A Guide to Tofu

Learn tofu facts such as the history, nutrition content, and other interesting tidbits about tofu.

Part of the legume family, tofu contains many significant minerals and vitamins. It’s a wildly delicious and versatile source of nutrients to add to your diet. Check out our video to learn all about it!

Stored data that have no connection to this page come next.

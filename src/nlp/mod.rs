//! Text preprocessing

pub mod tokenizer;
//! Common data types used across the data_capture subsystem.

use chrono::{DateTime, Utc};
use serde::{Deserialize, Serialize};
use uuid::Uuid;

use crate::acquisition::plan::AcquisitionPlan;
use crate::configuration::types::CaptureMode;
use crate::transfer::types::PoolStats;

use super::ring_buffer::RingStats;

/// Block of tixels, row-major: `samples × channel_count` words in device write order.
#[derive(Debug, Clone, PartialEq, Eq)]
pub struct SampleBlock {
    words: Vec<i32>,
    channel_count: usize,
}

impl SampleBlock {
    /// Trailing words that do not form a whole tixel are discarded.
    pub fn new(mut words: Vec<i32>, channel_count: usize) -> Self {
        let channel_count = channel_count.max(1);
        words.truncate(words.len() - words.len() % channel_count);
        Self {
            words,
            channel_count,
        }
    }

    pub fn samples(&self) -> usize {
        self.words.len() / self.channel_count
    }

    pub fn channel_count(&self) -> usize {
        self.channel_count
    }

    pub fn is_empty(&self) -> bool {
        self.words.is_empty()
    }

    /// All channels of tixel `t`.
    pub fn row(&self, t: usize) -> Option<&[i32]> {
        let start = t.checked_mul(self.channel_count)?;
        self.words.get(start..start + self.channel_count)
    }

    pub fn get(&self, t: usize, channel: usize) -> Option<i32> {
        if channel >= self.channel_count {
            return None;
        }
        self.row(t).map(|row| row[channel])
    }

    /// One channel across the whole block.
    pub fn channel(&self, channel: usize) -> Option<Vec<i32>> {
        if channel >= self.channel_count {
            return None;
        }
        Some(
            self.words
                .chunks_exact(self.channel_count)
                .map(|row| row[channel])
                .collect(),
        )
    }

    pub fn as_words(&self) -> &[i32] {
        &self.words
    }

    pub fn into_words(self) -> Vec<i32> {
        self.words
    }
}

/// How a capture ended.
#[derive(Debug, Clone, Copy, PartialEq, Eq, Serialize, Deserialize)]
#[serde(rename_all = "snake_case")]
pub enum CaptureOutcome {
    /// Every planned packet reached the sink.
    Complete,
    /// Packets are missing although nobody asked to stop: some transfers failed.
    Partial,
    /// Stopped on request before the end.
    Stopped,
    /// Live capture ended as soon as the final packet was requested.
    LiveFinished,
}

/// Summary of one capture, persisted next to the data file.
#[derive(Debug, Clone, PartialEq, Serialize, Deserialize)]
pub struct CaptureReport {
    pub session_id: Uuid,
    pub mode: CaptureMode,
    pub started_at: DateTime<Utc>,
    pub finished_at: DateTime<Utc>,
    pub elapsed_ms: u64,
    pub plan: AcquisitionPlan,
    pub expected_packets: u64,
    pub received_packets: u64,
    pub expected_bytes: u64,
    pub received_bytes: u64,
    pub stats: PoolStats,
    /// Transfers still in flight when a live capture was closed.
    pub abandoned_slots: usize,
    pub ring: Option<RingStats>,
    pub outcome: CaptureOutcome,
}

impl CaptureReport {
    pub fn missing_packets(&self) -> u64 {
        self.expected_packets.saturating_sub(self.received_packets)
    }

    pub fn missing_bytes(&self) -> u64 {
        self.expected_bytes.saturating_sub(self.received_bytes)
    }

    pub fn is_complete(&self) -> bool {
        self.outcome == CaptureOutcome::Complete
    }
}

#[cfg(test)]
mod tests {
    use super::*;

    #[test]
    fn test_sample_block_layout() {
        let block = SampleBlock::new((0..12).collect(), 3);
        assert_eq!(block.samples(), 4);
        assert_eq!(block.channel_count(), 3);
        assert_eq!(block.row(1), Some(&[3, 4, 5][..]));
        assert_eq!(block.row(4), None);
        assert_eq!(block.get(2, 1), Some(7));
        assert_eq!(block.get(0, 3), None);
        assert_eq!(block.channel(2), Some(vec![2, 5, 8, 11]));
        assert_eq!(block.channel(5), None);
    }

    #[test]
    fn test_partial_tixel_is_dropped() {
        let block = SampleBlock::new((0..7).collect(), 3);
        assert_eq!(block.samples(), 2);
        assert_eq!(block.as_words(), &[0, 1, 2, 3, 4, 5]);

        let empty = SampleBlock::new(Vec::new(), 4);
        assert!(empty.is_empty());
        assert_eq!(empty.samples(), 0);
    }

    #[test]
    fn test_outcome_serialization() {
        assert_eq!(
            serde_json::to_string(&CaptureOutcome::LiveFinished).unwrap(),
            "\"live_finished\""
        );
        let back: CaptureOutcome = serde_json::from_str("\"partial\"").unwrap();
        assert_eq!(back, CaptureOutcome::Partial);
    }
}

Already know this stuff?  Then check out our post, How to Prepare and Cook Tofu . It explains how you can bake and pan-fry this tasty legume.

Nutritional Information

Per 8 oz. package of tofu

  • Calories: 94
  • Fat: 6g
  • Cholesterol: 0mg
  • Sodium: 9mg
  • Potassium: 150mg
  • Carbohydrates: 2.3g
  • Protein: 10g

Frequently Asked Questions

How is tofu made?
Tofu makers soak soybeans in water, then grind, filter, boil, curdle and press them. This process forms tofu into the soft white blocks you see in stores or restaurants.

Is tofu safe to eat?
This is a common question and there’s a lot of debate about. There are many great videos on nutritionfacts.org (one of my go-to sources for nutrition information), which highlight extensive research on the health impacts of eating tofu. Such as this example, which explains that tofu has important health benefits. Like anything, you should eat it in moderation.

Many studies show that tofu has the potential to decrease your risk of obesity, heart disease, and diabetes.

Where did tofu originate?
The first record of tofu being made is in China, 2,000 years ago.

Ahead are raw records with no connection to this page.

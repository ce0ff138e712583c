//! Storage subsystem
//!
//! `file_storage` lays out a capture on disk: the raw data file written by the
//! sequential sink and the JSON report stored next to it.

pub mod file_storage;

pub use file_storage::CaptureStorage;
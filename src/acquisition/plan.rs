//! Timing and sizing parameters of one capture.
//!
//! An [`AcquisitionPlan`] is computed once from the capture request (duration,
//! clock-derived sample frequency, active channel count) and the transfer geometry
//! (packet size, requested number of in-flight slots). It never changes afterwards:
//! the transfer pool, the sinks and the live reader all size themselves from it.
//!
//! The device clocks out exactly `total_bytes`, which rarely divides evenly into
//! `packet_size`. The final packet therefore carries `last_packet_size` bytes, except
//! when the division is exact, in which case it is a regular full-size packet.

use serde::{Deserialize, Serialize};

use crate::error_handling::types::ConfigError;

/// Size in bytes of one sample word on the wire.
pub const WORD_SIZE: usize = 4;

/// Bulk transfers must be sized in multiples of this many bytes.
pub const PACKET_ALIGNMENT: usize = 512;

#[derive(Debug, Clone, PartialEq, Serialize, Deserialize)]
pub struct AcquisitionPlan {
    duration: f64,
    sample_frequency: f64,
    channel_count: usize,
    packet_size: usize,
    requested_slot_count: usize,
    total_samples: u64,
    total_bytes: u64,
    total_packet_count: u64,
    last_packet_size: usize,
    effective_slot_count: usize,
}

impl AcquisitionPlan {
    /// Computes the plan.
    ///
    /// Errors
    /// - [`ConfigError::NoChannels`] when `channel_count` is 0.
    /// - [`ConfigError::BadPacketSize`] unless `packet_size` is a non-zero multiple of 512.
    /// - [`ConfigError::BadFrequency`] when the frequency is not strictly positive.
    /// - [`ConfigError::BadDuration`] / [`ConfigError::EmptyCapture`] when no sample
    ///   would be captured.
    /// - [`ConfigError::NoSlots`] when no transfer slot is requested.
    pub fn new(
        duration: f64,
        sample_frequency: f64,
        channel_count: usize,
        packet_size: usize,
        requested_slot_count: usize,
    ) -> Result<Self, ConfigError> {
        if channel_count == 0 {
            return Err(ConfigError::NoChannels);
        }
        if packet_size == 0 || packet_size % PACKET_ALIGNMENT != 0 {
            return Err(ConfigError::BadPacketSize(packet_size));
        }
        if !(sample_frequency > 0.0) || !sample_frequency.is_finite() {
            return Err(ConfigError::BadFrequency(sample_frequency));
        }
        if !(duration > 0.0) || !duration.is_finite() {
            return Err(ConfigError::BadDuration(duration));
        }
        if requested_slot_count == 0 {
            return Err(ConfigError::NoSlots);
        }

        let total_samples = (duration * sample_frequency).floor() as u64;
        if total_samples == 0 {
            return Err(ConfigError::EmptyCapture);
        }
        let total_bytes = (WORD_SIZE * channel_count) as u64 * total_samples;
        let packet = packet_size as u64;
        let total_packet_count = total_bytes.div_ceil(packet);
        let last_packet_size = (total_bytes % packet) as usize;
        // A very short capture must not allocate more slots than it has packets.
        let effective_slot_count = (requested_slot_count as u64).min(total_packet_count) as usize;

        Ok(Self {
            duration,
            sample_frequency,
            channel_count,
            packet_size,
            requested_slot_count,
            total_samples,
            total_bytes,
            total_packet_count,
            last_packet_size,
            effective_slot_count,
        })
    }

    pub fn duration(&self) -> f64 {
        self.duration
    }

    pub fn sample_frequency(&self) -> f64 {
        self.sample_frequency
    }

    pub fn channel_count(&self) -> usize {
        self.channel_count
    }

    pub fn packet_size(&self) -> usize {
        self.packet_size
    }

    pub fn requested_slot_count(&self) -> usize {
        self.requested_slot_count
    }

    pub fn total_samples(&self) -> u64 {
        self.total_samples
    }

    pub fn total_bytes(&self) -> u64 {
        self.total_bytes
    }

    pub fn total_packet_count(&self) -> u64 {
        self.total_packet_count
    }

    /// `total_bytes mod packet_size`; 0 means the final packet is full-size.
    pub fn last_packet_size(&self) -> usize {
        self.last_packet_size
    }

    pub fn effective_slot_count(&self) -> usize {
        self.effective_slot_count
    }

    /// Byte length of the final packet. Never zero.
    pub fn final_packet_len(&self) -> usize {
        if self.last_packet_size == 0 {
            self.packet_size
        } else {
            self.last_packet_size
        }
    }

    pub fn is_final_packet(&self, index: u64) -> bool {
        index + 1 == self.total_packet_count
    }

    /// Byte length carried by the packet at `index`.
    pub fn packet_len(&self, index: u64) -> usize {
        if self.is_final_packet(index) {
            self.final_packet_len()
        } else {
            self.packet_size
        }
    }

    /// Slot that carries the packet at `index`.
    pub fn slot_for(&self, index: u64) -> usize {
        (index % self.effective_slot_count as u64) as usize
    }

    /// Size of the contiguous transfer arena, `effective_slot_count × packet_size`.
    pub fn arena_size(&self) -> usize {
        self.effective_slot_count * self.packet_size
    }

    pub fn words_per_packet(&self) -> usize {
        self.packet_size / WORD_SIZE
    }
}
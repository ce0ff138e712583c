//! Transfer subsystem
//!
//! Components:
//! - `types`: requests, completions and slot states shared with transports.
//! - `transport`: the asynchronous submit/completion boundary.
//! - `pool`: the fixed set of in-flight transfers and the re-arm protocol.
//! - `simulated`: an in-process device implementing the transport and control boundaries.

pub mod pool;
pub mod simulated;
pub mod transport;
pub mod types;

pub use pool::TransferPool;
pub use transport::Transport;
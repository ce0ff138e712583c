pub mod config;
pub mod types;

pub use config::Config;
pub use types::{CaptureMode, SampleFormat};
use crate::error_handling::types::TransferError;

use super::types::{CompletionReceiver, TransferRequest};

/// Asynchronous bulk transport.
///
/// `submit` only queues the read; the outcome is posted later, in submission order,
/// on the completion queue obtained once through `take_completions`. The capture
/// session drains that queue from a single task, so completions are never handled
/// concurrently.
pub trait Transport: Send {
    fn submit(&mut self, request: TransferRequest) -> Result<(), TransferError>;

    /// Hands over the completion queue. Returns `None` once it has been taken.
    fn take_completions(&mut self) -> Option<CompletionReceiver>;
}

Where can I locate tofu in my grocery store?
Tofu is in almost every grocery store, and often in the refrigerated produce or refrigerated vegetarian food section.

Which type of tofu should I buy?
There are many different styles of tofu: silken, extra soft, soft, medium, medium firm, firm, extra firm. If you’re new to tofu, I recommend with firm or extra firm. These styles are very manageable to cook with, and easy to add to common meals such as a stir-fry. The style of tofu will be clearly printed on the front of the package.

What if I don’t like the consistency of tofu?
That’s ok! Getting used to the consistency of tofu can definitely take some time. However, since it’s such a versatile food, many people boil, bake, fry, saute, smoke, barbeque or even eat it raw (but ew, not recommended).

Which countries consume the most tofu?
Tofu is still a staple food in many Asian countries such as China, Japan, Vietnam, Thailand, Korea, Indonesia, Malaysia and Singapore. The first American to ever acknowledge tofu was Ben Franklin in 1770, referring to it as “cheese” from China.

Where can I find good recipes for tofu?
The internet has oodles of them! Some people prepare tofu simply, such as what you will find here. Or, for more advanced recipes, some of our favorite chefs are Minimalist Baker, Oh She Glows, and Thug Kitchen just to name a few.